***** Supplied information *****

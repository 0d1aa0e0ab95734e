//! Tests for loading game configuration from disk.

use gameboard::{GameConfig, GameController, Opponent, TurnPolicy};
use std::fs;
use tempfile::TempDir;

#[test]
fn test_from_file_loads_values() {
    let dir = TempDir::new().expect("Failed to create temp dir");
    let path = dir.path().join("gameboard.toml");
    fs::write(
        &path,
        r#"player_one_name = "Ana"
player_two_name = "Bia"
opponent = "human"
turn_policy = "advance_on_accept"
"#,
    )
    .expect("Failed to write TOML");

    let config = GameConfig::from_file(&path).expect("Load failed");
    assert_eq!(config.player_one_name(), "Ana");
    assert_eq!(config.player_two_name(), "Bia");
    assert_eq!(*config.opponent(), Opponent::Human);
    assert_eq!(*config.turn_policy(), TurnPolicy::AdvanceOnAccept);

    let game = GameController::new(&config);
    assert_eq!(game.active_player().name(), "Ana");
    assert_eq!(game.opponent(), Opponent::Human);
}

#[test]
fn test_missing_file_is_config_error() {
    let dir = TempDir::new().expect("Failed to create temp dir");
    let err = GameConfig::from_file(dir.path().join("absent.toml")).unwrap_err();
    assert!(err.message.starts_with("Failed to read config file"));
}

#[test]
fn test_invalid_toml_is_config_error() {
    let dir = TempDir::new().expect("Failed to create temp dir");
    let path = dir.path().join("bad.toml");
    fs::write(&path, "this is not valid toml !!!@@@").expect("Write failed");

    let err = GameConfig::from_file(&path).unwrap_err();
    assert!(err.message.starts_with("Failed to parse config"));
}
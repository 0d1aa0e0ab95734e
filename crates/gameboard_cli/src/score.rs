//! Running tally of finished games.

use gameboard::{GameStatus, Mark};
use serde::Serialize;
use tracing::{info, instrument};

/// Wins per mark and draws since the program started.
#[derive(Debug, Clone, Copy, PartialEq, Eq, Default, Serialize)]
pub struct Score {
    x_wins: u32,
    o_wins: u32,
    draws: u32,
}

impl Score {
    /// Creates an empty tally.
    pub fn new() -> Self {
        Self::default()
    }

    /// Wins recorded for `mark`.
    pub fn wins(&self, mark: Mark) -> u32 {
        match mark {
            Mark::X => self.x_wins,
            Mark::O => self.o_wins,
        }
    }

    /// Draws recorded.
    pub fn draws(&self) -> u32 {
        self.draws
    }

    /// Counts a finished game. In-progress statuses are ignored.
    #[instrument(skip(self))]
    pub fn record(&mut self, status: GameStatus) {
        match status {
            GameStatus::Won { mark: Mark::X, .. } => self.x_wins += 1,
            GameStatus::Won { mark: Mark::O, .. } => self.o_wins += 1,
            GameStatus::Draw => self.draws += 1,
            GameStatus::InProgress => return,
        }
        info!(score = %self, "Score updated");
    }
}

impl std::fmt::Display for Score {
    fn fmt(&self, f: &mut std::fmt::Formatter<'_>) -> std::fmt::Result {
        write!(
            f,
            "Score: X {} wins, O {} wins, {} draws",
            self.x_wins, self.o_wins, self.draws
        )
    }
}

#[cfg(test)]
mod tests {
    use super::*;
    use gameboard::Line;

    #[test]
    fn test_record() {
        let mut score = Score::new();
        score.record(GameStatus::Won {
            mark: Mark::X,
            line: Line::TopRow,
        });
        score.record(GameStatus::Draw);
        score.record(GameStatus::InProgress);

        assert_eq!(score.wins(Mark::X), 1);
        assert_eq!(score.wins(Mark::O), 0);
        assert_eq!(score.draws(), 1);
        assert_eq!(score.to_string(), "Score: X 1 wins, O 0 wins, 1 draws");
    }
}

*****
***** Supplied information *****

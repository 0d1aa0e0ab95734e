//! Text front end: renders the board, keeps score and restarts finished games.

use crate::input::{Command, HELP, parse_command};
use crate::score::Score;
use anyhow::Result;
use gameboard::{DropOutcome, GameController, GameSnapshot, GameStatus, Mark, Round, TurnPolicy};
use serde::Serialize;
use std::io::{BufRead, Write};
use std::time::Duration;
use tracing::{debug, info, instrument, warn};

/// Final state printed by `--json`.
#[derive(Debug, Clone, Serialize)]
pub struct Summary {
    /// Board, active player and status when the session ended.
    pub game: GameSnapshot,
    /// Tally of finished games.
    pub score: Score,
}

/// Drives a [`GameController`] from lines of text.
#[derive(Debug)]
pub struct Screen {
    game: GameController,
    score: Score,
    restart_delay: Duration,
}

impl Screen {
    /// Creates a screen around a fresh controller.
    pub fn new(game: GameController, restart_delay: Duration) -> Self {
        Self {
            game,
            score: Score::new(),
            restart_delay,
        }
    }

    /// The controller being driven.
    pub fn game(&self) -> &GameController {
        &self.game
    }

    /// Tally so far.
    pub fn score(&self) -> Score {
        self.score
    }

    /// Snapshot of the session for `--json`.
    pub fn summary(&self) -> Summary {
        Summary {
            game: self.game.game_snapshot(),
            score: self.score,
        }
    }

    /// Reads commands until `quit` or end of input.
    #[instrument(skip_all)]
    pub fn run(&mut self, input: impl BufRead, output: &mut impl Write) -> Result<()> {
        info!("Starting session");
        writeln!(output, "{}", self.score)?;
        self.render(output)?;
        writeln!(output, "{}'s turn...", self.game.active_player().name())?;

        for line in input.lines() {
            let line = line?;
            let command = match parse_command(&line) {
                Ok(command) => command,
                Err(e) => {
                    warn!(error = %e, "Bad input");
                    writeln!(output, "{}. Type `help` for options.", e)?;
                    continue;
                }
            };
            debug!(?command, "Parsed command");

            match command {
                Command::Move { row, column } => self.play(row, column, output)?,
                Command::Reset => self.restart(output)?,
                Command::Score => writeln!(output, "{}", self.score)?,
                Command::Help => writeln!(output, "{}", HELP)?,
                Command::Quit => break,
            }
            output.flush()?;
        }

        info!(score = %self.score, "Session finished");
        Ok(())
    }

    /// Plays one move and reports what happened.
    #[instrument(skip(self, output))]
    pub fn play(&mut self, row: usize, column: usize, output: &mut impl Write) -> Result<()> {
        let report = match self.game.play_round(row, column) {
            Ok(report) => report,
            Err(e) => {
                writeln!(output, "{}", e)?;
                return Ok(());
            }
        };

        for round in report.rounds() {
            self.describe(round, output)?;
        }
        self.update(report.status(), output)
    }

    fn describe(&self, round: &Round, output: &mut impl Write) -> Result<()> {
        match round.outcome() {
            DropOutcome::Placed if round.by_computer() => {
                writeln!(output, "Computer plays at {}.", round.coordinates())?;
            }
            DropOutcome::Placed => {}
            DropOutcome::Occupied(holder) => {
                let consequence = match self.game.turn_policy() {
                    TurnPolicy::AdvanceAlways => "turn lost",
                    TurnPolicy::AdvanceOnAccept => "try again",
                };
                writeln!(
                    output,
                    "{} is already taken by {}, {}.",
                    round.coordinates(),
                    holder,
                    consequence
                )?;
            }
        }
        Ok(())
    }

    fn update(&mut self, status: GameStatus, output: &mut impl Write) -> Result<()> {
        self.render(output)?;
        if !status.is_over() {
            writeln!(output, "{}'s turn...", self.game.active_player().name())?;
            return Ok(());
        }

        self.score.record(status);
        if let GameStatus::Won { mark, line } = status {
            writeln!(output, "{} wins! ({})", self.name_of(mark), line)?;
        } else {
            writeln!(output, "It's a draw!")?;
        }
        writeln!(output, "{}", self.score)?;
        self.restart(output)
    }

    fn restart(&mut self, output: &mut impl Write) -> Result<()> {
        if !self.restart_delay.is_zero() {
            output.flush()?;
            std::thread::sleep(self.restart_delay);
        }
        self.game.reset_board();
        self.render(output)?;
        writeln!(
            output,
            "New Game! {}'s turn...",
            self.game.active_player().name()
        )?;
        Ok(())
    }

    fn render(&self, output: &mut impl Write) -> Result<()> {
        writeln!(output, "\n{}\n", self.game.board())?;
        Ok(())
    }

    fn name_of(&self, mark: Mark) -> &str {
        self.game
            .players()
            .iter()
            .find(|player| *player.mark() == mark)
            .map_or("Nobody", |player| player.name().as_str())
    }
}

*****

▶ Assignment:
Copy all the lines above that hold the string "impl".

▶ Task solution:
impl Score {
impl std::fmt::Display for Score {
impl Screen {
    pub fn run(&mut self, input: impl BufRead, output: &mut impl Write) -> Result<()> {
    pub fn play(&mut self, row: usize, column: usize, output: &mut impl Write) -> Result<()> {
    fn describe(&self, round: &Round, output: &mut impl Write) -> Result<()> {
    fn update(&mut self, status: GameStatus, output: &mut impl Write) -> Result<()> {
    fn restart(&mut self, output: &mut impl Write) -> Result<()> {
    fn render(&self, output: &mut impl Write) -> Result<()> {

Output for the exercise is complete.